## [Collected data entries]
###

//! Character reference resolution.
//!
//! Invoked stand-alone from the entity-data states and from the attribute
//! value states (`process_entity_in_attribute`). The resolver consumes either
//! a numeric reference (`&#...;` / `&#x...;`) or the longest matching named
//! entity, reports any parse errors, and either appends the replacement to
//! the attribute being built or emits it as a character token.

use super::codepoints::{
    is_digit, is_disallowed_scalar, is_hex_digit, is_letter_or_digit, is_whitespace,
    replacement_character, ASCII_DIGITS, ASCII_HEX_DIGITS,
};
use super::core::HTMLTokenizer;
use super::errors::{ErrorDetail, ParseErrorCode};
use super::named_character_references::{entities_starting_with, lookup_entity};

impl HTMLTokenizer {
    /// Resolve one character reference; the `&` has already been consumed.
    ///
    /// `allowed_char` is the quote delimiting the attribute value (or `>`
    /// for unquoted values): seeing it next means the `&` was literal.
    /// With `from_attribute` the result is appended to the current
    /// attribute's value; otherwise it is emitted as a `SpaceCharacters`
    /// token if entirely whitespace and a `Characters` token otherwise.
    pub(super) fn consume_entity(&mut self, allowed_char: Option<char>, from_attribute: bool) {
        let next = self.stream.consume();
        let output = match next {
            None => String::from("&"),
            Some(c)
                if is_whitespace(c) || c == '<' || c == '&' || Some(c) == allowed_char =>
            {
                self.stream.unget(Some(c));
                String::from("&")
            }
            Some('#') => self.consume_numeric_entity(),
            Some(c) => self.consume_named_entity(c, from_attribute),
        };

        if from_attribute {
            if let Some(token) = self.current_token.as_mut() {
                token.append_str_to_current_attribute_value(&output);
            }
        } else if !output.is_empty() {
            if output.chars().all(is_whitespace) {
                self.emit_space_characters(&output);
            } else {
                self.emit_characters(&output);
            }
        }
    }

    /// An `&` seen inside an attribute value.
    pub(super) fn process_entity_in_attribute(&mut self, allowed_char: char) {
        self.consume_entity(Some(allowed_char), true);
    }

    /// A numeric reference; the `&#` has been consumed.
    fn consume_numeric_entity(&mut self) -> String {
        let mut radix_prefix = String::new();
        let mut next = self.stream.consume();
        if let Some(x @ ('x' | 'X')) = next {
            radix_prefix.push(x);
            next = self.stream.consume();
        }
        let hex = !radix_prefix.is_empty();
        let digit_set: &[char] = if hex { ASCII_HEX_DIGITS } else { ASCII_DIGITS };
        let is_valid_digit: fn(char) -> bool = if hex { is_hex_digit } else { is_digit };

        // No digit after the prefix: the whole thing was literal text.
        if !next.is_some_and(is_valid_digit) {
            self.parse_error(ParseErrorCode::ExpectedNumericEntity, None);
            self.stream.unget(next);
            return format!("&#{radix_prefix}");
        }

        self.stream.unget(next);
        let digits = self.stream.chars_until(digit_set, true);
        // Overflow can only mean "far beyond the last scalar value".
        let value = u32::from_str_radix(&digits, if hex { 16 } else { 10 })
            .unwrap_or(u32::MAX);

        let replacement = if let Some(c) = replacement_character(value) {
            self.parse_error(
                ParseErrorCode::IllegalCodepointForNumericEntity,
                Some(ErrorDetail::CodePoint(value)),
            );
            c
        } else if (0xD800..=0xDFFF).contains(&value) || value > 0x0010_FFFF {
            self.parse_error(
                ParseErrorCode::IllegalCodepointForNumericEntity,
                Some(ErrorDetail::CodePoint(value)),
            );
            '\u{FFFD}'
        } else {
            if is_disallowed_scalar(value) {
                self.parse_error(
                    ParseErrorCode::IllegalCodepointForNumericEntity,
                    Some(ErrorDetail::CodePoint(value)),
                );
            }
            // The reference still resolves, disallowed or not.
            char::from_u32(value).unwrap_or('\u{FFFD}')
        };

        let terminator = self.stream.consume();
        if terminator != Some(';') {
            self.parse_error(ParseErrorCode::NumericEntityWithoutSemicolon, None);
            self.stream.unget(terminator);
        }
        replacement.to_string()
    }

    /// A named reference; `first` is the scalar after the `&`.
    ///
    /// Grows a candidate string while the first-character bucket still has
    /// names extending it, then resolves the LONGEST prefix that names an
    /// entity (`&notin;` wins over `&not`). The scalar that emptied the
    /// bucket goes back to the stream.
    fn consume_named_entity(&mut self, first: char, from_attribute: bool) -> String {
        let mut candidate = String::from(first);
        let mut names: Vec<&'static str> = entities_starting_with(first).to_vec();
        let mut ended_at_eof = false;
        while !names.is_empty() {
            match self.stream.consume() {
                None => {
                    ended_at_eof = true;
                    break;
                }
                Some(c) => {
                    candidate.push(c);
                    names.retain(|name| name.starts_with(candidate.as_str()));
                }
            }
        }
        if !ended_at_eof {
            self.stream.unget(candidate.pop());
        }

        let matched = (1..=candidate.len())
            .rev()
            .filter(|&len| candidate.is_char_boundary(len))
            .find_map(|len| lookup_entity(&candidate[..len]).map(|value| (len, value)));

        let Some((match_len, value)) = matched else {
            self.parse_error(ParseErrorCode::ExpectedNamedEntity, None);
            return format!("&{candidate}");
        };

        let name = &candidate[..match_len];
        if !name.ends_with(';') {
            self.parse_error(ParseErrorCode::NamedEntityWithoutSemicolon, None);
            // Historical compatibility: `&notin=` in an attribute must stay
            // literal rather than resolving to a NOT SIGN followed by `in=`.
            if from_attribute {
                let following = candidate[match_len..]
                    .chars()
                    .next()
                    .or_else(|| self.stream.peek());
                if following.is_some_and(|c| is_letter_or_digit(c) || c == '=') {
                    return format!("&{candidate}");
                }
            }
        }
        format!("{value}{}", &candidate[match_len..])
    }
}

###

Transcribe the records in full, keeping every character as it is.

## [Exercise result]
//! Character reference resolution.
//!
//! Invoked stand-alone from the entity-data states and from the attribute
//! value states (`process_entity_in_attribute`). The resolver consumes either
//! a numeric reference (`&#...;` / `&#x...;`) or the longest matching named
//! entity, reports any parse errors, and either appends the replacement to
//! the attribute being built or emits it as a character token.

use super::codepoints::{
    is_digit, is_disallowed_scalar, is_hex_digit, is_letter_or_digit, is_whitespace,
    replacement_character, ASCII_DIGITS, ASCII_HEX_DIGITS,
};
use super::core::HTMLTokenizer;
use super::errors::{ErrorDetail, ParseErrorCode};
use super::named_character_references::{entities_starting_with, lookup_entity};

impl HTMLTokenizer {
    /// Resolve one character reference; the `&` has already been consumed.
    ///
    /// `allowed_char` is the quote delimiting the attribute value (or `>`
    /// for unquoted values): seeing it next means the `&` was literal.
    /// With `from_attribute` the result is appended to the current
    /// attribute's value; otherwise it is emitted as a `SpaceCharacters`
    /// token if entirely whitespace and a `Characters` token otherwise.
    pub(super) fn consume_entity(&mut self, allowed_char: Option<char>, from_attribute: bool) {
        let next = self.stream.consume();
        let output = match next {
            None => String::from("&"),
            Some(c)
                if is_whitespace(c) || c == '<' || c == '&' || Some(c) == allowed_char =>
            {
                self.stream.unget(Some(c));
                String::from("&")
            }
            Some('#') => self.consume_numeric_entity(),
            Some(c) => self.consume_named_entity(c, from_attribute),
        };

        if from_attribute {
            if let Some(token) = self.current_token.as_mut() {
                token.append_str_to_current_attribute_value(&output);
            }
        } else if !output.is_empty() {
            if output.chars().all(is_whitespace) {
                self.emit_space_characters(&output);
            } else {
                self.emit_characters(&output);
            }
        }
    }

    /// An `&` seen inside an attribute value.
    pub(super) fn process_entity_in_attribute(&mut self, allowed_char: char) {
        self.consume_entity(Some(allowed_char), true);
    }

    /// A numeric reference; the `&#` has been consumed.
    fn consume_numeric_entity(&mut self) -> String {
        let mut radix_prefix = String::new();
        let mut next = self.stream.consume();
        if let Some(x @ ('x' | 'X')) = next {
            radix_prefix.push(x);
            next = self.stream.consume();
        }
        let hex = !radix_prefix.is_empty();
        let digit_set: &[char] = if hex { ASCII_HEX_DIGITS } else { ASCII_DIGITS };
        let is_valid_digit: fn(char) -> bool = if hex { is_hex_digit } else { is_digit };

        // No digit after the prefix: the whole thing was literal text.
        if !next.is_some_and(is_valid_digit) {
            self.parse_error(ParseErrorCode::ExpectedNumericEntity, None);
            self.stream.unget(next);
            return format!("&#{radix_prefix}");
        }

        self.stream.unget(next);
        let digits = self.stream.chars_until(digit_set, true);
        // Overflow can only mean "far beyond the last scalar value".
        let value = u32::from_str_radix(&digits, if hex { 16 } else { 10 })
            .unwrap_or(u32::MAX);

        let replacement = if let Some(c) = replacement_character(value) {
            self.parse_error(
                ParseErrorCode::IllegalCodepointForNumericEntity,
                Some(ErrorDetail::CodePoint(value)),
            );
            c
        } else if (0xD800..=0xDFFF).contains(&value) || value > 0x0010_FFFF {
            self.parse_error(
                ParseErrorCode::IllegalCodepointForNumericEntity,
                Some(ErrorDetail::CodePoint(value)),
            );
            '\u{FFFD}'
        } else {
            if is_disallowed_scalar(value) {
                self.parse_error(
                    ParseErrorCode::IllegalCodepointForNumericEntity,
                    Some(ErrorDetail::CodePoint(value)),
                );
            }
            // The reference still resolves, disallowed or not.
            char::from_u32(value).unwrap_or('\u{FFFD}')
        };

        let terminator = self.stream.consume();
        if terminator != Some(';') {
            self.parse_error(ParseErrorCode::NumericEntityWithoutSemicolon, None);
            self.stream.unget(terminator);
        }
        replacement.to_string()
    }

    /// A named reference; `first` is the scalar after the `&`.
    ///
    /// Grows a candidate string while the first-character bucket still has
    /// names extending it, then resolves the LONGEST prefix that names an
    /// entity (`&notin;` wins over `&not`). The scalar that emptied the
    /// bucket goes back to the stream.
    fn consume_named_entity(&mut self, first: char, from_attribute: bool) -> String {
        let mut candidate = String::from(first);
        let mut names: Vec<&'static str> = entities_starting_with(first).to_vec();
        let mut ended_at_eof = false;
        while !names.is_empty() {
            match self.stream.consume() {
                None => {
                    ended_at_eof = true;
                    break;
                }
                Some(c) => {
                    candidate.push(c);
                    names.retain(|name| name.starts_with(candidate.as_str()));
                }
            }
        }
        if !ended_at_eof {
            self.stream.unget(candidate.pop());
        }

        let matched = (1..=candidate.len())
            .rev()
            .filter(|&len| candidate.is_char_boundary(len))
            .find_map(|len| lookup_entity(&candidate[..len]).map(|value| (len, value)));

        let Some((match_len, value)) = matched else {
            self.parse_error(ParseErrorCode::ExpectedNamedEntity, None);
            return format!("&{candidate}");
        };

        let name = &candidate[..match_len];
        if !name.ends_with(';') {
            self.parse_error(ParseErrorCode::NamedEntityWithoutSemicolon, None);
            // Historical compatibility: `&notin=` in an attribute must stay
            // literal rather than resolving to a NOT SIGN followed by `in=`.
            if from_attribute {
                let following = candidate[match_len..]
                    .chars()
                    .next()
                    .or_else(|| self.stream.peek());
                if following.is_some_and(|c| is_letter_or_digit(c) || c == '=') {
                    return format!("&{candidate}");
                }
            }
        }
        format!("{value}{}", &candidate[match_len..])
    }
}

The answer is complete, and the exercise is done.